The data are continuously written to disk

The compression on GPU reduces the bandwidth needed between CPU and GPU, but more importantly also the bandwidth needed for disk writes. Sustainable write speed of a SATA drives is somewhere around 55MB/s, transferring a raw 1280x720/30fps video takes 79.1MB/s, while the DXT compressed video only takes 26.4MB/s. A Full-HD video stream is 59.3MB/s.

To capture the frame buffer data the application first renders to an intermediate target. The compression shader uses this as the input texture, rendering to a uint4 target with one quarter width and height of the original resolution, that is then read back to CPU memory.

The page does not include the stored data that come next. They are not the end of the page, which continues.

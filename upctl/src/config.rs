//! Application configuration management.
//!
//! Configuration is loaded from a YAML file with environment variable overrides. The configuration
//! file path defaults to `config.yaml` but can be specified via `-f` flag or `UPCTL_CONFIG`
//! environment variable.
//!
//! ## Loading Priority
//!
//! Configuration sources are merged in the following order (later sources override earlier ones):
//!
//! 1. **YAML config file** - Base configuration (default: `config.yaml`)
//! 2. **Environment variables** - Variables prefixed with `UPCTL_` override YAML values
//! 3. **S3_BUCKET_NAME** - Special case: switches the storage backend to S3 with that bucket
//!
//! For nested config values, use double underscores in environment variables. For example,
//! `UPCTL_STORAGE__PUT_TIMEOUT=30s` sets the `storage.put_timeout` field.
//!
//! ## Environment Variable Examples
//!
//! ```bash
//! # Override server port
//! UPCTL_PORT=8080
//!
//! # Store uploads in S3 (set at deploy time)
//! S3_BUCKET_NAME=my-upload-bucket
//!
//! # Tighten the upload limit to 10MB
//! UPCTL_LIMITS__FILES__MAX_FILE_SIZE=10485760
//! ```

use std::path::PathBuf;
use std::time::Duration;

use clap::Parser;
use figment::{
    Figment,
    providers::{Env, Format, Yaml},
};
use serde::{Deserialize, Serialize};
use url::Url;

use crate::errors::Error;

/// Simple CLI args - just for specifying config file
#[derive(Parser, Debug)]
#[command(author, version, about, long_about = None)]
pub struct Args {
    /// Path to configuration file
    #[arg(short = 'f', long, env = "UPCTL_CONFIG", default_value = "config.yaml")]
    pub config: String,

    /// Validate configuration and exit without starting the server.
    /// Useful for CI/CD pipelines to catch config errors before deployment.
    #[arg(long)]
    pub validate: bool,
}

/// Main application configuration.
///
/// All fields have defaults, so an empty (or missing) config file yields a runnable service
/// storing uploads on the local filesystem.
#[derive(Debug, Clone, Deserialize, Serialize)]
#[serde(default, deny_unknown_fields)]
pub struct Config {
    /// HTTP server host to bind to (e.g., "0.0.0.0" for all interfaces)
    pub host: String,
    /// HTTP server port to bind to
    pub port: u16,
    /// Bucket injected by the deployment via `S3_BUCKET_NAME`. Forces the S3 backend.
    #[serde(skip_serializing_if = "Option::is_none")]
    pub s3_bucket_name: Option<String>,
    /// Where and how uploads are persisted
    pub storage: StorageConfig,
    /// Upload size and concurrency limits
    pub limits: LimitsConfig,
    /// CORS policy for browser clients
    pub cors: CorsConfig,
    /// Export traces over OTLP (configured through the standard `OTEL_*` variables)
    pub enable_otel_export: bool,
}

impl Default for Config {
    fn default() -> Self {
        Self {
            host: "0.0.0.0".to_string(),
            port: 3001,
            s3_bucket_name: None,
            storage: StorageConfig::default(),
            limits: LimitsConfig::default(),
            cors: CorsConfig::default(),
            enable_otel_export: false,
        }
    }
}

/// Object storage configuration.
#[derive(Debug, Clone, Deserialize, Serialize)]
#[serde(default, deny_unknown_fields)]
pub struct StorageConfig {
    pub backend: StorageBackend,
    /// Prepended to every generated key (e.g. `uploads/`)
    pub key_prefix: String,
    /// Maximum time a single write may take before the upload fails (default: 60s)
    #[serde(with = "humantime_serde")]
    pub put_timeout: Duration,
}

impl Default for StorageConfig {
    fn default() -> Self {
        Self {
            backend: StorageBackend::default(),
            key_prefix: String::new(),
            put_timeout: Duration::from_secs(60),
        }
    }
}

/// Storage backend selection.
#[derive(Debug, Clone, Deserialize, Serialize, PartialEq)]
#[serde(tag = "type", rename_all = "lowercase")]
pub enum StorageBackend {
    /// AWS S3 or an S3-compatible store
    S3 {
        bucket: String,
        /// Overrides the region from the AWS environment
        #[serde(default)]
        region: Option<String>,
        /// Custom endpoint for S3-compatible stores (MinIO, R2, ...)
        #[serde(default)]
        endpoint_url: Option<Url>,
        /// Use path-style addressing (`endpoint/bucket/key`)
        #[serde(default)]
        force_path_style: bool,
    },
    /// Files under a local directory
    Local { path: PathBuf },
    /// Process memory. Uploads are lost on restart.
    Memory,
}

impl Default for StorageBackend {
    fn default() -> Self {
        StorageBackend::Local {
            path: PathBuf::from("data/uploads"),
        }
    }
}

/// Resource limits for protecting system capacity.
#[derive(Debug, Clone, Default, Deserialize, Serialize)]
#[serde(default, deny_unknown_fields)]
pub struct LimitsConfig {
    pub files: FileLimitsConfig,
}

/// Upload size and concurrency limits.
#[derive(Debug, Clone, Deserialize, Serialize)]
#[serde(default, deny_unknown_fields)]
pub struct FileLimitsConfig {
    /// Maximum (decoded) upload size in bytes. Must be greater than 0.
    /// Default: 100MB
    pub max_file_size: u64,
    /// Maximum number of concurrent uploads allowed system-wide.
    /// Set to 0 for unlimited.
    /// Default: 0 (unlimited)
    pub max_concurrent_uploads: usize,
    /// Maximum number of uploads that can wait in queue for a slot.
    /// When this limit is reached, new uploads receive HTTP 429 immediately.
    /// Set to 0 for unlimited waiting queue (not recommended).
    /// Default: 20
    pub max_waiting_uploads: usize,
    /// Maximum time in seconds to wait for an upload slot before returning HTTP 429.
    /// Set to 0 to reject immediately when no slot is available.
    /// Default: 60
    pub max_upload_wait_secs: u64,
}

impl Default for FileLimitsConfig {
    fn default() -> Self {
        Self {
            max_file_size: 100 * 1024 * 1024, // 100MB
            max_concurrent_uploads: 0,
            max_waiting_uploads: 20,
            max_upload_wait_secs: 60,
        }
    }
}

/// CORS (Cross-Origin Resource Sharing) configuration.
#[derive(Debug, Clone, Deserialize, Serialize)]
#[serde(default, deny_unknown_fields)]
pub struct CorsConfig {
    /// Allowed origins for CORS requests
    pub allowed_origins: Vec<CorsOrigin>,
    /// Allow credentials (cookies) in CORS requests
    pub allow_credentials: bool,
    /// Cache preflight requests for this many seconds
    pub max_age: Option<u64>,
    /// Custom headers to expose to the browser (in addition to CORS-safelisted headers)
    pub exposed_headers: Vec<String>,
}

impl Default for CorsConfig {
    fn default() -> Self {
        Self {
            allowed_origins: vec![CorsOrigin::Wildcard],
            allow_credentials: false,
            max_age: Some(3600),
            exposed_headers: Vec::new(),
        }
    }
}

/// CORS origin specification.
///
/// Can be either a wildcard (`*`) to allow all origins, or a specific URL.
#[derive(Debug, Clone, Deserialize, Serialize, PartialEq)]
#[serde(untagged)]
pub enum CorsOrigin {
    /// Allow all origins (`*`)
    #[serde(deserialize_with = "parse_wildcard")]
    Wildcard,
    /// Specific origin URL (e.g., `https://app.example.com`)
    #[serde(deserialize_with = "parse_url")]
    Url(Url),
}

fn parse_wildcard<'de, D>(deserializer: D) -> Result<(), D::Error>
where
    D: serde::Deserializer<'de>,
{
    let s: String = Deserialize::deserialize(deserializer)?;
    if s == "*" {
        Ok(())
    } else {
        Err(serde::de::Error::custom("Expected '*'"))
    }
}

fn parse_url<'de, D>(deserializer: D) -> Result<Url, D::Error>
where
    D: serde::Deserializer<'de>,
{
    let s: String = Deserialize::deserialize(deserializer)?;
    Url::parse(&s).map_err(serde::de::Error::custom)
}

impl Config {
    #[allow(clippy::result_large_err)]
    pub fn load(args: &Args) -> Result<Self, figment::Error> {
        let mut config: Self = Self::figment(args).extract()?;
        config.apply_bucket_override();
        config.validate().map_err(|e| figment::Error::from(e.to_string()))?;
        Ok(config)
    }

    /// `S3_BUCKET_NAME` wins over the configured backend, keeping any S3 connection settings
    fn apply_bucket_override(&mut self) {
        let Some(bucket_name) = self.s3_bucket_name.take() else {
            return;
        };

        match &mut self.storage.backend {
            StorageBackend::S3 { bucket, .. } => *bucket = bucket_name,
            other => {
                *other = StorageBackend::S3 {
                    bucket: bucket_name,
                    region: None,
                    endpoint_url: None,
                    force_path_style: false,
                }
            }
        }
    }

    /// Validate the configuration for consistency and required fields
    pub fn validate(&self) -> Result<(), Error> {
        if self.limits.files.max_file_size == 0 {
            return Err(Error::Internal {
                operation: "Config validation: limits.files.max_file_size must be greater than 0".to_string(),
            });
        }

        if self.storage.put_timeout.is_zero() {
            return Err(Error::Internal {
                operation: "Config validation: storage.put_timeout must be greater than 0".to_string(),
            });
        }

        if let StorageBackend::S3 { bucket, .. } = &self.storage.backend
            && bucket.trim().is_empty()
        {
            return Err(Error::Internal {
                operation: "Config validation: S3 storage requires a bucket. \
                     Set S3_BUCKET_NAME or storage.backend.bucket."
                    .to_string(),
            });
        }

        let prefix = &self.storage.key_prefix;
        if prefix.starts_with('/') || prefix.split('/').any(|segment| segment == "..") {
            return Err(Error::Internal {
                operation: format!(
                    "Config validation: storage.key_prefix '{prefix}' must be relative and must not contain '..' segments"
                ),
            });
        }

        if self.cors.allow_credentials && self.cors.allowed_origins.contains(&CorsOrigin::Wildcard) {
            return Err(Error::Internal {
                operation: "Config validation: cors.allow_credentials cannot be combined with a wildcard origin".to_string(),
            });
        }

        Ok(())
    }

    pub fn figment(args: &Args) -> Figment {
        Figment::new()
            // Load base config file
            .merge(Yaml::file(&args.config))
            // Environment variables can still override specific values
            // (UPCTL_CONFIG names the file itself and is not a config key)
            .merge(Env::prefixed("UPCTL_").ignore(&["config"]).split("__"))
            // Bucket name injected by the deployment
            .merge(Env::raw().only(&["S3_BUCKET_NAME"]))
    }

    pub fn bind_address(&self) -> String {
        format!("{}:{}", self.host, self.port)
    }
}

The next step is decoding the captured video. To make this easy I've written a custom video codec and video format plugin for ffmpeg library. The format was named Yog (from YCoCg) as the encoding was originally in YCoCg format, changed only later to YUYV.
The game produces *.yog video files that can be directly replayed by ffplay or converted to another video format with the ffmpeg utility. They are also recognized by any video processing software that uses ffmpeg or ffplay executables or uses the avcodec and avformat dlls from the suite, such as WinFF or FFe or many others.

Results

After starting the video recording in our game the frame rate drops only by a few fps, and it's still playable normally, unlike when recording for example with Fraps. Disadvantage is that this has to be integrated into the renderer path.
Quality wise the results are quite good, as it can be seen on the following screen shots:

Original

YUYV compressed, note this is slightly lighter because of an issue in ffmpeg that has to be solved yet.

The difference, 4X amplified

The source code and further implementation details can be found at outerra.com/video/index.html

Previous Entry Tatra T813 Video

Next Entry Integrating Vector Data - Roads

0 likes 7 comments

Comments

tuan kuranes

Very Interesting, thanks for sharing.

Can you elaborate a bit more on the asynchronous readback ?
(opengl pbo ? dx9 trick? dx10 trick? special directx texture mode or fourCC thingy? something listed in here ?)

Or perhaps just emitting an Hardware Occlusion Query at frame start and waiting for all pixels to be drawn before issue read-back of Render Texture is sufficient ?
(would combine speed of FBO + asynchronous read-back...)

I'm sure you're aware of that, but just in case, you can even go one steop further and have automatic posting on Youtube for instance ( as documented/coded here in this article && documented here youtube side )

March 28, 2010 09:41 AM

cameni

We are using OpenGL PBOs, emitting the readback after the frame was rendered to the intermediate target, and mapping the memory after a fixed number of frames. One frame later seems to be enough for us, but it can be easily set to more as the buffers are pooled.

The integration with YouTube will be interesting later for the players, thanks for the links.

March 28, 2010 12:29 PM